Please spare us the sob story. There's no "narrative". There's only facts. And while your facts go into raw numbers they massively ignore the information behind those numbers.
The USA is doing well with its vaccination program. That is undeniable and one of the only things they have even done partially right. But pointing to the case fatality rate shows the USA in quite disgraceful light. Death rate in the EU is dominated by 3 countries who were hit at a time when we had no clue how to even treat the thing.
Re:"Despite"? (Score:5, Informative)
If you look at the per capita rate, as mentioned in the block quote, five countries are ahead of us.
Those numbers are also slightly out of date. The US is now ahead of Bahrain. The current leaderboard is:
https://ourworldindata.org/cov... [ourworldindata.org]
Doses/100 people
1) Israel - 82
2) Seychelles - 62
3) UAE - 56
4) UK - 26
5) US - 18
So how did Israel get so many doses? I'm sure we would be far more competent at jabbing people if we had 200 million doses in a warehouse? They organized a cooperation to act as a giant Pfizer population experiment. That's where the new study demonstrating single-dose efficacy comes from and why all of a sudden there are a bunch of articles on vaccine efficacy out of Israel.
Israel promised to vaccinate its citizens fast and prove whether Pfizer's vaccine can bring herd immunity.
https://www.npr.org/2021/01/25... [npr.org]
How did Seychelles get so many doses? The UAE donated enough vaccines from China to vaccinate half of their population after volunteering to use their population as test subjects for China. They are also one of the only locations to approve the Russian Sputnik V vaccine, which thanks to Russians being seemingly disinterested in receiving has ample supply, especially for a small wealthy nation that Russia has an interest in bringing into its diplomatic sphere of interest.
The UK is massively helped ironically by its stumbling and failures.
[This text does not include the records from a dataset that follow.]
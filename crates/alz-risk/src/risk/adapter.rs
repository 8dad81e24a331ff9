use serde::{Deserialize, Serialize};

use super::classifier::RiskClassifier;
use super::error::ClassificationError;
use super::features::FeatureVector;

pub const HIGH_RISK_THRESHOLD: f64 = 0.7;
pub const MODERATE_RISK_THRESHOLD: f64 = 0.4;
pub const MAX_PROBABILITY_DECIMALS: u32 = 10;

const POSITIVE_CLASS: usize = 1;

#[derive(Debug, Clone, Copy, PartialEq, Eq, Serialize, Deserialize)]
#[serde(rename_all = "lowercase")]
pub enum RiskTier {
    Low,
    Moderate,
    High,
}

impl RiskTier {
    /// First match wins: `>= 0.7` high, `>= 0.4` moderate, otherwise low.
    pub fn from_probability(probability: f64) -> Self {
        if probability >= HIGH_RISK_THRESHOLD {
            RiskTier::High
        } else if probability >= MODERATE_RISK_THRESHOLD {
            RiskTier::Moderate
        } else {
            RiskTier::Low
        }
    }

    pub fn label(self) -> &'static str {
        match self {
            RiskTier::Low => "low",
            RiskTier::Moderate => "moderate",
            RiskTier::High => "high",
        }
    }
}

impl std::fmt::Display for RiskTier {
    fn fmt(&self, f: &mut std::fmt::Formatter<'_>) -> std::fmt::Result {
        f.write_str(self.label())
    }
}

/// Decimal places kept on the positive-class probability.
///
/// Ties round half away from zero. Tiers are assigned from the rounded value.
#[derive(Debug, Clone, Copy, PartialEq, Eq)]
pub struct RoundingPolicy {
    decimals: u32,
}

#[derive(Debug, Clone, Copy, PartialEq, Eq, thiserror::Error)]
#[error(
    "probability rounding width must be between 0 and {max}, found {decimals}",
    max = MAX_PROBABILITY_DECIMALS
)]
pub struct RoundingWidthError {
    pub decimals: u32,
}

impl Default for RoundingPolicy {
    fn default() -> Self {
        Self { decimals: 4 }
    }
}

impl RoundingPolicy {
    pub fn new(decimals: u32) -> Result<Self, RoundingWidthError> {
        if decimals > MAX_PROBABILITY_DECIMALS {
            return Err(RoundingWidthError { decimals });
        }
        Ok(Self { decimals })
    }

    pub fn decimals(self) -> u32 {
        self.decimals
    }

    pub fn round(self, value: f64) -> f64 {
        round_to(value, self.decimals)
    }

    /// Percentage form of an already rounded probability, always with at
    /// least one fractional digit (`0.75` → `"75.0"`).
    pub fn percent(self, probability: f64) -> String {
        let percent = round_to(probability * 100.0, self.decimals.saturating_sub(2));
        if percent.fract() == 0.0 {
            format!("{percent:.1}")
        } else {
            percent.to_string()
        }
    }
}

fn round_to(value: f64, decimals: u32) -> f64 {
    let factor = 10f64.powi(decimals as i32);
    (value * factor).round() / factor
}

#[derive(Debug, Clone, Copy, PartialEq, Serialize)]
pub struct Prediction {
    pub probability: f64,
    pub tier: RiskTier,
    #[serde(skip)]
    rounding: RoundingPolicy,
}

impl Prediction {
    pub fn message(&self) -> String {
        format!(
            "Your chances of developing Alzheimer's is {}%. This indicates a {} risk.",
            self.rounding.percent(self.probability),
            self.tier
        )
    }
}

/// Runs the classifier and turns its positive-class output into a risk tier.
#[derive(Debug, Clone)]
pub struct RiskClassifierAdapter<C> {
    classifier: C,
    rounding: RoundingPolicy,
}

impl<C: RiskClassifier> RiskClassifierAdapter<C> {
    pub fn new(classifier: C, rounding: RoundingPolicy) -> Self {
        Self {
            classifier,
            rounding,
        }
    }

    pub fn classifier(&self) -> &C {
        &self.classifier
    }

    pub fn rounding(&self) -> RoundingPolicy {
        self.rounding
    }

    pub fn classify(&self, vector: &FeatureVector) -> Result<Prediction, ClassificationError> {
        let proba = self
            .classifier
            .predict_proba(vector)
            .map_err(|err| ClassificationError::new(err.to_string()))?;

        if proba.len() != 2 {
            return Err(ClassificationError::new(format!(
                "expected 2 class probabilities, got {}",
                proba.len()
            )));
        }

        let positive = proba[POSITIVE_CLASS];
        if !positive.is_finite() || !(0.0..=1.0).contains(&positive) {
            return Err(ClassificationError::new(format!(
                "positive-class probability {positive} is outside [0, 1]"
            )));
        }

        let probability = self.rounding.round(positive);
        Ok(Prediction {
            probability,
            tier: RiskTier::from_probability(probability),
            rounding: self.rounding,
        })
    }
}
The confusion and chaos from its clinical trials resulted in few countries quickly approving it and meaning the UK got a huge bulk of the initial supply to itself when it approved the vaccine anyway.
So all in all the US is doing quite well despite being too big to serve as a good location to serve a large scale clinical trial or receive enough doses to benefit from one benevolent benefactor filling a single plane with vaccine.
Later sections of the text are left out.